Task prompt: Start at the first record below and retype through the last, exactly.

_ _ _ _ _

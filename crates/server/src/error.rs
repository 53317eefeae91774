//! Unified error handling with Sentry integration.
//!
//! Provides a unified `AppError` type that captures server faults to Sentry
//! before responding to the client. All route handlers return
//! `Result<T, AppError>`. Every failure maps to exactly one outcome:
//! Unauthorized (401), Forbidden (403), NotFound (404), Conflict (409),
//! ValidationFailed (400), or an internal fault (500). Client-caused bad
//! credentials are never reported as server faults.

use axum::{
    Json,
    http::StatusCode,
    response::{IntoResponse, Response},
};
use serde::Serialize;
use thiserror::Error;

use crate::db::RepositoryError;
use crate::services::AuthError;

/// Application-level error type for the API.
#[derive(Debug, Error)]
pub enum AppError {
    /// Database operation failed.
    #[error("Database error: {0}")]
    Database(#[from] RepositoryError),

    /// Authentication operation failed.
    #[error("Auth error: {0}")]
    Auth(#[from] AuthError),

    /// Resource not found.
    #[error("Not found: {0}")]
    NotFound(String),

    /// Caller is not authenticated.
    #[error("Unauthorized: {0}")]
    Unauthorized(String),

    /// Caller is authenticated but lacks the required privilege.
    #[error("Forbidden: {0}")]
    Forbidden(String),

    /// Illegal state transition.
    #[error("Conflict: {0}")]
    Conflict(String),

    /// Request failed validation.
    #[error("Validation failed: {0}")]
    Validation(String),

    /// Internal server error.
    #[error("Internal error: {0}")]
    Internal(String),
}

/// JSON error body, matching the success envelope shape.
#[derive(Debug, Serialize)]
struct ErrorBody {
    status: String,
}

impl AppError {
    const fn status_code(&self) -> StatusCode {
        match self {
            Self::Database(err) => match err {
                RepositoryError::NotFound => StatusCode::NOT_FOUND,
                RepositoryError::Conflict(_) => StatusCode::CONFLICT,
                RepositoryError::Database(_) | RepositoryError::DataCorruption(_) => {
                    StatusCode::INTERNAL_SERVER_ERROR
                }
            },
            Self::Auth(err) => match err {
                AuthError::InvalidCredentials
                | AuthError::MissingToken
                | AuthError::InvalidToken
                | AuthError::UnknownAccount => StatusCode::UNAUTHORIZED,
                AuthError::UserAlreadyExists => StatusCode::CONFLICT,
                AuthError::WeakPassword(_) | AuthError::InvalidEmail(_) => StatusCode::BAD_REQUEST,
                AuthError::Repository(RepositoryError::NotFound) => StatusCode::NOT_FOUND,
                AuthError::Repository(_) | AuthError::PasswordHash | AuthError::TokenSigning => {
                    StatusCode::INTERNAL_SERVER_ERROR
                }
            },
            Self::NotFound(_) => StatusCode::NOT_FOUND,
            Self::Unauthorized(_) => StatusCode::UNAUTHORIZED,
            Self::Forbidden(_) => StatusCode::FORBIDDEN,
            Self::Conflict(_) => StatusCode::CONFLICT,
            Self::Validation(_) => StatusCode::BAD_REQUEST,
            Self::Internal(_) => StatusCode::INTERNAL_SERVER_ERROR,
        }
    }

    /// Client-visible message; internal details are not exposed.
    fn message(&self) -> String {
        match self {
            Self::Auth(err) => match err {
                AuthError::InvalidCredentials => "Incorrect username or password".to_string(),
                AuthError::MissingToken | AuthError::InvalidToken | AuthError::UnknownAccount => {
                    "Bearer token error or unauthorized".to_string()
                }
                AuthError::UserAlreadyExists => {
                    "An account with this email or phone number already exists".to_string()
                }
                AuthError::WeakPassword(msg) => msg.clone(),
                AuthError::InvalidEmail(_) => "Invalid email address".to_string(),
                AuthError::Repository(RepositoryError::NotFound) => "Not found".to_string(),
                AuthError::Repository(_) | AuthError::PasswordHash | AuthError::TokenSigning => {
                    "Internal server error".to_string()
                }
            },
            Self::Database(err) => match err {
                RepositoryError::NotFound => "Not found".to_string(),
                RepositoryError::Conflict(msg) => msg.clone(),
                RepositoryError::Database(_) | RepositoryError::DataCorruption(_) => {
                    "Something went wrong".to_string()
                }
            },
            Self::Internal(_) => "Internal server error".to_string(),
            Self::NotFound(what) => format!("Not found: {what}"),
            Self::Unauthorized(_) => "Bearer token error or unauthorized".to_string(),
            Self::Forbidden(msg) | Self::Conflict(msg) | Self::Validation(msg) => msg.clone(),
        }
    }
}

impl IntoResponse for AppError {
    fn into_response(self) -> Response {
        let status = self.status_code();

        // Capture server faults to Sentry; client errors are just logged
        if status.is_server_error() {
            let event_id = sentry::capture_error(&self);
            tracing::error!(
                error = %self,
                sentry_event_id = %event_id,
                "Request error"
            );
        } else {
            tracing::debug!(error = %self, status = %status, "Request rejected");
        }

        let body = ErrorBody {
            status: self.message(),
        };

        (status, Json(body)).into_response()
    }
}

/// Result type alias for `AppError`.
pub type Result<T> = std::result::Result<T, AppError>;

#[cfg(test)]
mod tests {
    use super::*;

    fn status_of(err: AppError) -> StatusCode {
        err.into_response().status()
    }

    #[test]
    fn test_outcome_status_codes() {
        assert_eq!(
            status_of(AppError::Unauthorized("no token".into())),
            StatusCode::UNAUTHORIZED
        );
        assert_eq!(
            status_of(AppError::Forbidden("admins only".into())),
            StatusCode::FORBIDDEN
        );
        assert_eq!(
            status_of(AppError::NotFound("order".into())),
            StatusCode::NOT_FOUND
        );
        assert_eq!(
            status_of(AppError::Conflict("delivery is closed".into())),
            StatusCode::CONFLICT
        );
        assert_eq!(
            status_of(AppError::Validation("missing field".into())),
            StatusCode::BAD_REQUEST
        );
        assert_eq!(
            status_of(AppError::Internal("boom".into())),
            StatusCode::INTERNAL_SERVER_ERROR
        );
    }

    #[test]
    fn test_bad_token_is_unauthorized_not_server_fault() {
        // A malformed client token must never surface as a 500
        assert_eq!(
            status_of(AppError::Auth(AuthError::InvalidToken)),
            StatusCode::UNAUTHORIZED
        );
        assert_eq!(
            status_of(AppError::Auth(AuthError::MissingToken)),
            StatusCode::UNAUTHORIZED
        );
        assert_eq!(
            status_of(AppError::Auth(AuthError::UnknownAccount)),
            StatusCode::UNAUTHORIZED
        );
    }

    #[test]
    fn test_repository_outcomes() {
        assert_eq!(
            status_of(AppError::Database(RepositoryError::NotFound)),
            StatusCode::NOT_FOUND
        );
        assert_eq!(
            status_of(AppError::Database(RepositoryError::Conflict(
                "delivery is closed".into()
            ))),
            StatusCode::CONFLICT
        );
        assert_eq!(
            status_of(AppError::Database(RepositoryError::DataCorruption(
                "bad row".into()
            ))),
            StatusCode::INTERNAL_SERVER_ERROR
        );
    }

    #[test]
    fn test_internal_details_not_exposed() {
        let err = AppError::Internal("connection string leaked".into());
        assert_eq!(err.message(), "Internal server error");
    }
}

_ _ _ _ _

Reply:
filename crates/server/src/error.rs
repository 53317eefeae91774
//! Unified error handling with Sentry integration.
//!
//! Provides a unified `AppError` type that captures server faults to Sentry
//! before responding to the client. All route handlers return
//! `Result<T, AppError>`. Every failure maps to exactly one outcome:
//! Unauthorized (401), Forbidden (403), NotFound (404), Conflict (409),
//! ValidationFailed (400), or an internal fault (500). Client-caused bad
//! credentials are never reported as server faults.

use axum::{
    Json,
    http::StatusCode,
    response::{IntoResponse, Response},
};
use serde::Serialize;
use thiserror::Error;

use crate::db::RepositoryError;
use crate::services::AuthError;

/// Application-level error type for the API.
#[derive(Debug, Error)]
pub enum AppError {
    /// Database operation failed.
    #[error("Database error: {0}")]
    Database(#[from] RepositoryError),

    /// Authentication operation failed.
    #[error("Auth error: {0}")]
    Auth(#[from] AuthError),

    /// Resource not found.
    #[error("Not found: {0}")]
    NotFound(String),

    /// Caller is not authenticated.
    #[error("Unauthorized: {0}")]
    Unauthorized(String),

    /// Caller is authenticated but lacks the required privilege.
    #[error("Forbidden: {0}")]
    Forbidden(String),

    /// Illegal state transition.
    #[error("Conflict: {0}")]
    Conflict(String),

    /// Request failed validation.
    #[error("Validation failed: {0}")]
    Validation(String),

    /// Internal server error.
    #[error("Internal error: {0}")]
    Internal(String),
}

/// JSON error body, matching the success envelope shape.
#[derive(Debug, Serialize)]
struct ErrorBody {
    status: String,
}

impl AppError {
    const fn status_code(&self) -> StatusCode {
        match self {
            Self::Database(err) => match err {
                RepositoryError::NotFound => StatusCode::NOT_FOUND,
                RepositoryError::Conflict(_) => StatusCode::CONFLICT,
                RepositoryError::Database(_) | RepositoryError::DataCorruption(_) => {
                    StatusCode::INTERNAL_SERVER_ERROR
                }
            },
            Self::Auth(err) => match err {
                AuthError::InvalidCredentials
                | AuthError::MissingToken
                | AuthError::InvalidToken
                | AuthError::UnknownAccount => StatusCode::UNAUTHORIZED,
                AuthError::UserAlreadyExists => StatusCode::CONFLICT,
                AuthError::WeakPassword(_) | AuthError::InvalidEmail(_) => StatusCode::BAD_REQUEST,
                AuthError::Repository(RepositoryError::NotFound) => StatusCode::NOT_FOUND,
                AuthError::Repository(_) | AuthError::PasswordHash | AuthError::TokenSigning => {
                    StatusCode::INTERNAL_SERVER_ERROR
                }
            },
            Self::NotFound(_) => StatusCode::NOT_FOUND,
            Self::Unauthorized(_) => StatusCode::UNAUTHORIZED,
            Self::Forbidden(_) => StatusCode::FORBIDDEN,
            Self::Conflict(_) => StatusCode::CONFLICT,
            Self::Validation(_) => StatusCode::BAD_REQUEST,
            Self::Internal(_) => StatusCode::INTERNAL_SERVER_ERROR,
        }
    }

    /// Client-visible message; internal details are not exposed.
    fn message(&self) -> String {
        match self {
            Self::Auth(err) => match err {
                AuthError::InvalidCredentials => "Incorrect username or password".to_string(),
                AuthError::MissingToken | AuthError::InvalidToken | AuthError::UnknownAccount => {
                    "Bearer token error or unauthorized".to_string()
                }
                AuthError::UserAlreadyExists => {
                    "An account with this email or phone number already exists".to_string()
                }
                AuthError::WeakPassword(msg) => msg.clone(),
                AuthError::InvalidEmail(_) => "Invalid email address".to_string(),
                AuthError::Repository(RepositoryError::NotFound) => "Not found".to_string(),
                AuthError::Repository(_) | AuthError::PasswordHash | AuthError::TokenSigning => {
                    "Internal server error".to_string()
                }
            },
            Self::Database(err) => match err {
                RepositoryError::NotFound => "Not found".to_string(),
                RepositoryError::Conflict(msg) => msg.clone(),
                RepositoryError::Database(_) | RepositoryError::DataCorruption(_) => {
                    "Something went wrong".to_string()
                }
            },
            Self::Internal(_) => "Internal server error".to_string(),
            Self::NotFound(what) => format!("Not found: {what}"),
            Self::Unauthorized(_) => "Bearer token error or unauthorized".to_string(),
            Self::Forbidden(msg) | Self::Conflict(msg) | Self::Validation(msg) => msg.clone(),
        }
    }
}

impl IntoResponse for AppError {
    fn into_response(self) -> Response {
        let status = self.status_code();

        // Capture server faults to Sentry; client errors are just logged
        if status.is_server_error() {
            let event_id = sentry::capture_error(&self);
            tracing::error!(
                error = %self,
                sentry_event_id = %event_id,
                "Request error"
            );
        } else {
            tracing::debug!(error = %self, status = %status, "Request rejected");
        }

        let body = ErrorBody {
            status: self.message(),
        };

        (status, Json(body)).into_response()
    }
}

/// Result type alias for `AppError`.
pub type Result<T> = std::result::Result<T, AppError>;

#[cfg(test)]
mod tests {
    use super::*;

    fn status_of(err: AppError) -> StatusCode {
        err.into_response().status()
    }

    #[test]
    fn test_outcome_status_codes() {
        assert_eq!(
            status_of(AppError::Unauthorized("no token".into())),
            StatusCode::UNAUTHORIZED
        );
        assert_eq!(
            status_of(AppError::Forbidden("admins only".into())),
            StatusCode::FORBIDDEN
        );
        assert_eq!(
            status_of(AppError::NotFound("order".into())),
            StatusCode::NOT_FOUND
        );
        assert_eq!(
            status_of(AppError::Conflict("delivery is closed".into())),
            StatusCode::CONFLICT
        );
        assert_eq!(
            status_of(AppError::Validation("missing field".into())),
            StatusCode::BAD_REQUEST
        );
        assert_eq!(
            status_of(AppError::Internal("boom".into())),
            StatusCode::INTERNAL_SERVER_ERROR
        );
    }

    #[test]
    fn test_bad_token_is_unauthorized_not_server_fault() {
        // A malformed client token must never surface as a 500
        assert_eq!(
            status_of(AppError::Auth(AuthError::InvalidToken)),
            StatusCode::UNAUTHORIZED
        );
        assert_eq!(
            status_of(AppError::Auth(AuthError::MissingToken)),
            StatusCode::UNAUTHORIZED
        );
        assert_eq!(
            status_of(AppError::Auth(AuthError::UnknownAccount)),
            StatusCode::UNAUTHORIZED
        );
    }

    #[test]
    fn test_repository_outcomes() {
        assert_eq!(
            status_of(AppError::Database(RepositoryError::NotFound)),
            StatusCode::NOT_FOUND
        );
        assert_eq!(
            status_of(AppError::Database(RepositoryError::Conflict(
                "delivery is closed".into()
            ))),
            StatusCode::CONFLICT
        );
        assert_eq!(
            status_of(AppError::Database(RepositoryError::DataCorruption(
                "bad row".into()
            ))),
            StatusCode::INTERNAL_SERVER_ERROR
        );
    }

    #[test]
    fn test_internal_details_not_exposed() {
        let err = AppError::Internal("connection string leaked".into());
        assert_eq!(err.message(), "Internal server error");
    }
}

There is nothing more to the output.